Il y fut en effet. Là, après avoir, avec une hypocrite déférence, réclamé les pièces qu’il avait maladroitement laissées s’échapper de ses mains, il commença à s’emporter en face de l’attitude de l’oncle qui soutenait la conduite de Georges. Toutefois, s’apercevant qu’il allait un peu loin dans sa nouvelle manière d’agir, il crut pouvoir encore protester de son dévouement pour les enfants de Trévanon, dévouement qui l’avait poussé à se faire leur défenseur; mais, pour toute réponse, le vieillard, d’un ton d’autorité, où il mit toute sa force, répondit:

–M. de la Jarnage est chargé par moi de prendre en mains cette affaire, et de la poursuivre autant que sa condition d’étranger lui permettra.

M. Râle, à ces mots, laissa éclater la colère qui, depuis quelques heures, travaillait ses nerfs et son cerveau. Le vieillard et les enfants eurent à subir une suite de reproches insensés et de menaces qui les firent trembler en raison de la méchante nature de leur cauteleux conseiller de la veille. Le voile qui leur avait caché tant bien que mal jusque-là la fourberie et la rapacité de cet homme, ce voile venait de tomber.

Mais cette scène d’emportement, révélatrice de la déception d’une bonne affaire manquée chez M. Râle, avait eu des témoins.

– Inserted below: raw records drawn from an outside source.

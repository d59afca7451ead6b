//! User identity types carried inside tokens.

use std::fmt;
use std::num::ParseIntError;
use std::str::FromStr;

use serde::{Deserialize, Serialize};
use thiserror::Error;

/// Numeric user identifier, encoded as a decimal string in token subjects
#[derive(Debug, Clone, Copy, PartialEq, Eq, Hash, PartialOrd, Ord, Serialize, Deserialize)]
#[serde(transparent)]
pub struct UserId(pub i64);

impl UserId {
    pub fn new(id: i64) -> Self {
        Self(id)
    }

    pub fn value(&self) -> i64 {
        self.0
    }
}

impl fmt::Display for UserId {
    fn fmt(&self, f: &mut fmt::Formatter<'_>) -> fmt::Result {
        write!(f, "{}", self.0)
    }
}

impl FromStr for UserId {
    type Err = ParseIntError;

    fn from_str(s: &str) -> Result<Self, Self::Err> {
        s.parse::<i64>().map(UserId)
    }
}

impl From<i64> for UserId {
    fn from(id: i64) -> Self {
        Self(id)
    }
}

/// Role granted to an authenticated user
#[derive(Debug, Clone, Copy, PartialEq, Eq, Hash, Serialize, Deserialize)]
#[serde(rename_all = "lowercase")]
pub enum Role {
    /// A regular account owner
    User,
    /// Can moderate content posted by others
    Moderator,
    /// Full administrative access, including audit logs
    Admin,
}

impl Role {
    pub fn as_str(&self) -> &'static str {
        match self {
            Role::User => "user",
            Role::Moderator => "moderator",
            Role::Admin => "admin",
        }
    }
}

impl fmt::Display for Role {
    fn fmt(&self, f: &mut fmt::Formatter<'_>) -> fmt::Result {
        f.write_str(self.as_str())
    }
}

#[derive(Error, Debug, Clone, PartialEq, Eq)]
#[error("Unknown role: {0}")]
pub struct ParseRoleError(pub String);

impl FromStr for Role {
    type Err = ParseRoleError;

    /// Exact match only; role claims are written by this service in lowercase
    fn from_str(s: &str) -> Result<Self, Self::Err> {
        match s {
            "user" => Ok(Role::User),
            "moderator" => Ok(Role::Moderator),
            "admin" => Ok(Role::Admin),
            other => Err(ParseRoleError(other.to_string())),
        }
    }
}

Le bon docteur avait promis, pour ce jour-là, d’accompagner un de ses amis dans le voisinage. Craignant toutefois quelque mauvais tour de l’homme d’affaires dépossédé, il n’était pas sans inquiétude au sujet des Trévanon. Il décida donc son ami à faire un détour par Brevannes. Lorsqu’ils y arrivèrent, M. Râle venait d’y pénétrer et, introduits dans la pièce voisine, ils avaient tout entendu.

Cette circonstance allait profiter à la cause. Du reste, l’affaire, confiée par Georges à un avocat en renom, parut bientôt prendre une tournure tout à fait favorable aux enfants de Trévanon.

Huit jours après, M. Râle fut arrêté sous la prévention de faux; et il ne fut pas difficile aux experts de démontrer que cet intermédiaire de confiance avait pris la plupart des pièces portant la signature de M. de Trévanon, pour étudier cette signature et la reproduire. Sur certaines pièces même on découvrit les traces irrécusables d’un décalque.

Ces faux presque prouvés, c’était évidemment l’annulation des billets, la cause gagnée pour les orphelins et la condamnation des réclamants.